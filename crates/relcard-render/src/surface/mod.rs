//! Drawing surface shared by every render stage.
//!
//! Wraps a premultiplied RGBA `tiny_skia::Pixmap`. Stages only see the
//! operations exposed here; the encoder takes the surface by value at the end.

mod blur;

use thiserror::Error;
use tiny_skia::{
    FillRule, FilterQuality, GradientStop, LinearGradient, Mask, MaskType, Paint, Path,
    PathBuilder, Pattern, Pixmap, PixmapPaint, Point, Rect, Shader, SpreadMode, Stroke,
    Transform,
};

use crate::color::Color;

pub use blur::{box_blur_rgba, box_radius_for_sigma};

/// Errors from surface allocation.
#[derive(Debug, Error)]
pub enum SurfaceError {
    #[error("Invalid surface dimensions: {width}x{height}")]
    InvalidDimensions { width: u32, height: u32 },
}

/// A blurred, offset copy of a shape drawn underneath it.
#[derive(Debug, Clone, Copy)]
pub struct Shadow {
    pub color: Color,
    /// Canvas-style blur amount; the gaussian sigma is half of it.
    pub blur: f32,
    /// Applied to both axes.
    pub offset: f32,
}

/// An RGBA canvas.
pub struct Surface {
    pixmap: Pixmap,
}

impl Surface {
    /// Allocate a transparent surface.
    pub fn new(width: u32, height: u32) -> Result<Self, SurfaceError> {
        let pixmap =
            Pixmap::new(width, height).ok_or(SurfaceError::InvalidDimensions { width, height })?;
        Ok(Self { pixmap })
    }

    pub fn width(&self) -> u32 {
        self.pixmap.width()
    }

    pub fn height(&self) -> u32 {
        self.pixmap.height()
    }

    fn bounds(&self) -> Option<Rect> {
        Rect::from_xywh(0.0, 0.0, self.width() as f32, self.height() as f32)
    }

    /// Cover the whole canvas with a linear gradient through `colors`,
    /// stops evenly spaced from `start` to `end`.
    pub fn fill_linear_gradient(&mut self, start: Point, end: Point, colors: &[Color]) {
        let Some(rect) = self.bounds() else { return };
        let Some(shader) = linear_gradient(start, end, colors) else { return };

        let paint = Paint {
            shader,
            anti_alias: false,
            ..Paint::default()
        };
        self.pixmap.fill_rect(rect, &paint, Transform::identity(), None);
    }

    /// Stroke `path` with a solid color.
    pub fn stroke_path(&mut self, path: &Path, color: &Color, width: f32) {
        let stroke = Stroke {
            width,
            ..Stroke::default()
        };
        self.pixmap
            .stroke_path(path, &solid_paint(color), &stroke, Transform::identity(), None);
    }

    /// Fill `path` with a solid color.
    pub fn fill_path(&mut self, path: &Path, color: &Color) {
        self.pixmap.fill_path(
            path,
            &solid_paint(color),
            FillRule::Winding,
            Transform::identity(),
            None,
        );
    }

    /// Fill `path` after drawing its shadow.
    pub fn fill_path_with_shadow(&mut self, path: &Path, color: &Color, shadow: &Shadow) {
        self.draw_shadow(path.bounds(), shadow, |layer, transform| {
            layer.fill_path(path, &opaque_paint(), FillRule::Winding, transform, None);
        });
        self.fill_path(path, color);
    }

    /// Repeat `tile` over the whole canvas, source-over.
    pub fn fill_tiled(&mut self, tile: &Pixmap) {
        let Some(rect) = self.bounds() else { return };
        let paint = Paint {
            shader: Pattern::new(
                tile.as_ref(),
                SpreadMode::Repeat,
                FilterQuality::Nearest,
                1.0,
                Transform::identity(),
            ),
            anti_alias: false,
            ..Paint::default()
        };
        self.pixmap.fill_rect(rect, &paint, Transform::identity(), None);
    }

    /// Paint `shader` through the alpha channel of `coverage` placed with `transform`.
    pub fn fill_coverage(&mut self, coverage: &Pixmap, transform: Transform, shader: Shader) {
        let Some(rect) = self.bounds() else { return };
        let Some(mut layer) = Pixmap::new(self.width(), self.height()) else {
            return;
        };
        layer.draw_pixmap(0, 0, coverage.as_ref(), &smooth_pixmap_paint(), transform, None);
        let mask = Mask::from_pixmap(layer.as_ref(), MaskType::Alpha);

        let paint = Paint {
            shader,
            anti_alias: false,
            ..Paint::default()
        };
        self.pixmap
            .fill_rect(rect, &paint, Transform::identity(), Some(&mask));
    }

    /// Draw the shadow of whatever `draw` paints, without the shape itself.
    ///
    /// `draw` receives a scratch layer and the transform mapping canvas
    /// coordinates into it; only the alpha it leaves behind matters. `bounds`
    /// is the shape's extent in canvas coordinates.
    pub fn draw_shadow<F>(&mut self, bounds: Rect, shadow: &Shadow, draw: F)
    where
        F: FnOnce(&mut Pixmap, Transform),
    {
        let radius = box_radius_for_sigma(shadow.blur / 2.0);
        let margin = (radius * 3 + 2) as f32;

        let left = (bounds.left() - margin).floor();
        let top = (bounds.top() - margin).floor();
        let width = (bounds.width() + margin * 2.0).ceil() as u32 + 1;
        let height = (bounds.height() + margin * 2.0).ceil() as u32 + 1;
        let Some(mut layer) = Pixmap::new(width, height) else {
            return;
        };

        draw(&mut layer, Transform::from_translate(-left, -top));
        tint_by_alpha(&mut layer, &shadow.color);
        box_blur_rgba(layer.data_mut(), width as usize, height as usize, radius);

        self.pixmap.draw_pixmap(
            0,
            0,
            layer.as_ref(),
            &smooth_pixmap_paint(),
            Transform::from_translate(left + shadow.offset, top + shadow.offset),
            None,
        );
    }

    /// Demultiplied RGBA at `(x, y)`.
    pub fn pixel(&self, x: u32, y: u32) -> Option<[u8; 4]> {
        let color = self.pixmap.pixel(x, y)?.demultiply();
        Some([color.red(), color.green(), color.blue(), color.alpha()])
    }

    /// Consume the surface, yielding demultiplied RGBA rows.
    pub fn into_rgba8(self) -> Vec<u8> {
        let mut data = Vec::with_capacity(self.pixmap.data().len());
        for pixel in self.pixmap.pixels() {
            let color = pixel.demultiply();
            data.extend_from_slice(&[color.red(), color.green(), color.blue(), color.alpha()]);
        }
        data
    }
}

/// Convert to a tiny-skia color, clamping every channel.
pub fn skia_color(color: &Color) -> tiny_skia::Color {
    let rgb = color.rgb();
    let alpha = if color.alpha().is_nan() {
        0.0
    } else {
        color.alpha().clamp(0.0, 1.0)
    };
    tiny_skia::Color::from_rgba(rgb.r as f32, rgb.g as f32, rgb.b as f32, alpha as f32)
        .unwrap_or(tiny_skia::Color::TRANSPARENT)
}

/// A linear gradient with `colors` spread evenly over `[0, 1]`.
///
/// Returns `None` when `colors` is empty.
pub fn linear_gradient(start: Point, end: Point, colors: &[Color]) -> Option<Shader<'static>> {
    let last = colors.last()?;
    if colors.len() == 1 {
        return Some(Shader::SolidColor(skia_color(last)));
    }

    let denominator = (colors.len() - 1) as f32;
    let stops = colors
        .iter()
        .enumerate()
        .map(|(i, color)| GradientStop::new(i as f32 / denominator, skia_color(color)))
        .collect();

    LinearGradient::new(start, end, stops, SpreadMode::Pad, Transform::identity())
        .or(Some(Shader::SolidColor(skia_color(last))))
}

/// A closed rounded rectangle; `radius` is clamped to half the shorter side.
pub fn rounded_rect_path(x: f32, y: f32, width: f32, height: f32, radius: f32) -> Option<Path> {
    let r = radius.max(0.0).min(width / 2.0).min(height / 2.0);
    // Cubic control distance for a quarter circle.
    let k = r * 0.552_284_8;
    let (right, bottom) = (x + width, y + height);

    let mut pb = PathBuilder::new();
    pb.move_to(x + r, y);
    pb.line_to(right - r, y);
    pb.cubic_to(right - r + k, y, right, y + r - k, right, y + r);
    pb.line_to(right, bottom - r);
    pb.cubic_to(right, bottom - r + k, right - r + k, bottom, right - r, bottom);
    pb.line_to(x + r, bottom);
    pb.cubic_to(x + r - k, bottom, x, bottom - r + k, x, bottom - r);
    pb.line_to(x, y + r);
    pb.cubic_to(x, y + r - k, x + r - k, y, x + r, y);
    pb.close();
    pb.finish()
}

fn solid_paint(color: &Color) -> Paint<'static> {
    let mut paint = Paint::default();
    paint.set_color(skia_color(color));
    paint.anti_alias = true;
    paint
}

fn opaque_paint() -> Paint<'static> {
    let mut paint = Paint::default();
    paint.set_color_rgba8(0, 0, 0, 255);
    paint.anti_alias = true;
    paint
}

fn smooth_pixmap_paint() -> PixmapPaint {
    PixmapPaint {
        quality: FilterQuality::Bilinear,
        ..PixmapPaint::default()
    }
}

/// Replace every pixel's color with `color`, scaling its alpha by the
/// pixel's existing coverage. Output stays premultiplied.
fn tint_by_alpha(layer: &mut Pixmap, color: &Color) {
    let [r, g, b, a] = color.to_rgba8();
    for pixel in layer.data_mut().chunks_exact_mut(4) {
        let coverage = u32::from(pixel[3]) * u32::from(a) / 255;
        pixel[0] = (u32::from(r) * coverage / 255) as u8;
        pixel[1] = (u32::from(g) * coverage / 255) as u8;
        pixel[2] = (u32::from(b) * coverage / 255) as u8;
        pixel[3] = coverage as u8;
    }
}

#[cfg(test)]
mod tests {
    use super::*;

    #[test]
    fn test_zero_sized_surface_is_rejected() {
        assert!(matches!(
            Surface::new(0, 10),
            Err(SurfaceError::InvalidDimensions { width: 0, height: 10 })
        ));
    }

    #[test]
    fn test_new_surface_is_transparent() {
        let surface = Surface::new(4, 3).unwrap();
        assert_eq!(surface.pixel(2, 1), Some([0, 0, 0, 0]));
        assert_eq!(surface.into_rgba8().len(), 4 * 3 * 4);
    }

    #[test]
    fn test_gradient_runs_between_end_colors() {
        let mut surface = Surface::new(100, 1).unwrap();
        let black = Color::new(0.0, 0.0, 0.0, 1.0);
        surface.fill_linear_gradient(
            Point::from_xy(0.0, 0.0),
            Point::from_xy(100.0, 0.0),
            &[black, Color::white()],
        );
        let left = surface.pixel(0, 0).unwrap();
        let right = surface.pixel(99, 0).unwrap();
        assert!(left[0] < 10, "{left:?}");
        assert!(right[0] > 245, "{right:?}");
        assert_eq!(left[3], 255);
    }

    #[test]
    fn test_fill_path_paints_inside_only() {
        let mut surface = Surface::new(20, 20).unwrap();
        let path = PathBuilder::from_rect(Rect::from_xywh(5.0, 5.0, 10.0, 10.0).unwrap());
        surface.fill_path(&path, &Color::white());
        assert_eq!(surface.pixel(10, 10), Some([255, 255, 255, 255]));
        assert_eq!(surface.pixel(1, 1), Some([0, 0, 0, 0]));
    }

    #[test]
    fn test_shadow_is_offset_and_soft() {
        let mut surface = Surface::new(60, 60).unwrap();
        let path = PathBuilder::from_rect(Rect::from_xywh(20.0, 20.0, 10.0, 10.0).unwrap());
        let shadow = Shadow {
            color: Color::new(0.0, 0.0, 0.0, 1.0),
            blur: 6.0,
            offset: 5.0,
        };
        surface.fill_path_with_shadow(&path, &Color::white(), &shadow);

        // Shape on top of its shadow.
        assert_eq!(surface.pixel(25, 25), Some([255, 255, 255, 255]));
        // Shadow visible below-right of the shape, fading outwards.
        let near = surface.pixel(32, 32).unwrap()[3];
        let far = surface.pixel(45, 45).unwrap()[3];
        assert!(near > 0);
        assert!(far < near);
        // Nothing up-left of the shape.
        assert_eq!(surface.pixel(10, 10).unwrap()[3], 0);
    }

    #[test]
    fn test_tiled_fill_repeats() {
        let mut tile = Pixmap::new(2, 1).unwrap();
        tile.data_mut().copy_from_slice(&[255, 0, 0, 255, 0, 0, 255, 255]);
        let mut surface = Surface::new(6, 2).unwrap();
        surface.fill_tiled(&tile);
        for x in 0..6 {
            let expected = if x % 2 == 0 { [255, 0, 0, 255] } else { [0, 0, 255, 255] };
            assert_eq!(surface.pixel(x, 1), Some(expected));
        }
    }

    #[test]
    fn test_fill_coverage_uses_mask_alpha() {
        let mut coverage = Pixmap::new(2, 2).unwrap();
        coverage.data_mut()[..4].copy_from_slice(&[255, 255, 255, 255]);
        let mut surface = Surface::new(4, 4).unwrap();
        surface.fill_coverage(
            &coverage,
            Transform::from_translate(1.0, 1.0),
            Shader::SolidColor(tiny_skia::Color::WHITE),
        );
        assert!(surface.pixel(1, 1).unwrap()[3] > 200);
        assert!(surface.pixel(2, 2).unwrap()[3] < 30);
        assert_eq!(surface.pixel(0, 0).unwrap()[3], 0);
    }

    #[test]
    fn test_rounded_rect_radius_is_clamped() {
        let path = rounded_rect_path(0.0, 0.0, 10.0, 4.0, 50.0).unwrap();
        let bounds = path.bounds();
        assert!((bounds.width() - 10.0).abs() < 1e-3);
        assert!((bounds.height() - 4.0).abs() < 1e-3);
    }
}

__What to work on__
From the first line of the listing above through the line that contains "at the end.", set down each line without alteration, and nothing else.

__Finished task__
filename crates/relcard-render/src/surface/mod.rs
//! Drawing surface shared by every render stage.
//!
//! Wraps a premultiplied RGBA `tiny_skia::Pixmap`. Stages only see the
//! operations exposed here; the encoder takes the surface by value at the end.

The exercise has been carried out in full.